While the public hearings on the possible change of Section 25 of the Constitution draw to a close in the Western Cape this week, people continue to wait for justice. Both the ANC and EFF remain mum on how to actually implement their proposals and more importantly how to fix the current problems that plague the land reform process.

In order to ensure transformation and access to economic opportunity, South Africans are alive to the fact that a just and efficient land claims process is a critical first step towards achieving this objective. Decades of dispossession and displacement by the apartheid government, through its discriminatory laws, saw many communities being removed from land they had lived on for generations.

We are aware of the role and responsibilities of the Department of Rural Development and Land Reform (DRDLR) and the Commission on Restitution of Land Rights (CRLR). What is missing in the ANC government’s narrative is why the land reform and restitution process has been moving at a snail’s pace.

In certain instances, the Department of Rural Development and Land Reform and the Commission on Restitution of Land Rights are often required to work with other government departments, such as the Department of Public Works (DPW), to navigate instances where some of the land identified for reclamation by the land claimants is owned by these departments.

Poor co-operation between government departments has created impediments on land restitution that has seen land claim beneficiaries waiting for years to receive their claims or financial compensation due to them. Additionally, there is clear prioritisation of claims for the politically connected few. The Commission on Restitution of Land Rights is wholly undercapacitated which has resulted in 19,000 unfinalised older claims lodged before 1998 that will take nearly 35 years to be finalised at current rates.

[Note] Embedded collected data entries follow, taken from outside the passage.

//! # Purchase Types
//!
//! One purchase row per checkout attempt, keyed by the gateway order id.
//!
//! ```text
//! attempted --(signature valid)---> paid
//! attempted --(signature invalid)-> failed
//! ```

use crate::error::PaymentError;
use chrono::{DateTime, Utc};
use serde::{Deserialize, Serialize};
use std::str::FromStr;
use uuid::Uuid;

/// Status of a purchase row
#[derive(Debug, Clone, Copy, PartialEq, Eq, Hash, Serialize, Deserialize)]
#[serde(rename_all = "lowercase")]
pub enum PurchaseStatus {
    /// Gateway order exists, no attempt recorded yet
    Created,
    /// Customer was handed the payment widget
    Attempted,
    /// Signature verified
    Paid,
    /// Signature mismatch
    Failed,
    /// Reporting only; no transition into it is modeled
    Refunded,
}

impl PurchaseStatus {
    pub fn as_str(&self) -> &'static str {
        match self {
            PurchaseStatus::Created => "created",
            PurchaseStatus::Attempted => "attempted",
            PurchaseStatus::Paid => "paid",
            PurchaseStatus::Failed => "failed",
            PurchaseStatus::Refunded => "refunded",
        }
    }

    pub fn is_terminal(&self) -> bool {
        matches!(
            self,
            PurchaseStatus::Paid | PurchaseStatus::Failed | PurchaseStatus::Refunded
        )
    }

    /// Status after a verification callback.
    ///
    /// A paid row never moves. A valid signature settles any other row, including a
    /// failed one (the gateway allows another payment on the same order).
    pub fn after_verification(self, signature_valid: bool) -> Self {
        match (self, signature_valid) {
            (PurchaseStatus::Paid, _) => PurchaseStatus::Paid,
            (PurchaseStatus::Refunded, _) => PurchaseStatus::Refunded,
            (_, true) => PurchaseStatus::Paid,
            (_, false) => PurchaseStatus::Failed,
        }
    }
}

impl std::fmt::Display for PurchaseStatus {
    fn fmt(&self, f: &mut std::fmt::Formatter<'_>) -> std::fmt::Result {
        f.write_str(self.as_str())
    }
}

impl FromStr for PurchaseStatus {
    type Err = PaymentError;

    fn from_str(s: &str) -> Result<Self, Self::Err> {
        match s {
            "created" => Ok(PurchaseStatus::Created),
            "attempted" => Ok(PurchaseStatus::Attempted),
            "paid" => Ok(PurchaseStatus::Paid),
            "failed" => Ok(PurchaseStatus::Failed),
            "refunded" => Ok(PurchaseStatus::Refunded),
            other => Err(PaymentError::Serialization(format!(
                "unknown purchase status: {}",
                other
            ))),
        }
    }
}

/// A purchase row
#[derive(Debug, Clone, PartialEq, Eq, Serialize, Deserialize)]
pub struct Purchase {
    pub id: Uuid,
    pub event_id: Uuid,
    pub customer_id: Uuid,

    /// Amount in minor units
    pub amount: i64,

    pub currency: String,

    #[serde(skip_serializing_if = "Option::is_none")]
    pub description: Option<String>,

    pub status: PurchaseStatus,

    /// Gateway order id (unique)
    pub razorpay_order_id: String,

    /// Set once a payment was reported for the order
    #[serde(skip_serializing_if = "Option::is_none")]
    pub razorpay_payment_id: Option<String>,

    /// Supplied signature, kept for audit on both outcomes
    #[serde(skip_serializing_if = "Option::is_none")]
    pub razorpay_signature: Option<String>,

    pub created_at: DateTime<Utc>,
    pub updated_at: DateTime<Utc>,
}

/// Insert-or-refresh of an `attempted` row at order creation
#[derive(Debug, Clone, PartialEq, Eq)]
pub struct NewPurchaseAttempt {
    pub event_id: Uuid,
    pub customer_id: Uuid,
    pub amount: i64,
    pub currency: String,
    pub description: Option<String>,
    pub razorpay_order_id: String,
}

/// Data needed to move a row to `paid`.
///
/// `event_id`, `amount`, `currency` and `description` come from the gateway order and
/// are only used when no attempted row exists for the order.
#[derive(Debug, Clone, PartialEq, Eq)]
pub struct Settlement {
    pub razorpay_order_id: String,
    pub razorpay_payment_id: String,
    pub razorpay_signature: String,
    pub event_id: Uuid,
    pub amount: i64,
    pub currency: String,
    pub description: Option<String>,
}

In one case brought to the attention of the DA, the Adriaanse family in the Western Cape lodged a claim in 1998 for 96 hectares of land from which they were forcefully removed from by the apartheid government in 1969. In 2013 the Commission on Restitution of Land Rights awarded them the claim. However, because the claim was in an area earmarked for the extension of Cape Town International Airport, the Department of Rural Development and Land Reform recommended that the claimant is paid out to the value of the property or be awarded alternative state land.

The claimants rejected an offer of R2.65-million and instead opted for alternative state land, as they felt their original claim was worth much more than what they were being offered. In 2016, 18 years after they lodged their claim, the DPW informed the beneficiaries that the department lacks the resources to complete the transaction. In 2017 it was revealed that the DPW owns more than 1.9 million ha of unutilised land to the value of R12-billion. How is it possible that the department lacks resources in this regard?

Now, 20 years later, the Adriaanse family continues to wait while the ANC government orchestrates one of the biggest cover-ups in South Africa’s history, with their promises of expropriation without compensation. The state’s reluctance to release state land indicates that the ANC is nowhere near capable of handling something of such magnitude.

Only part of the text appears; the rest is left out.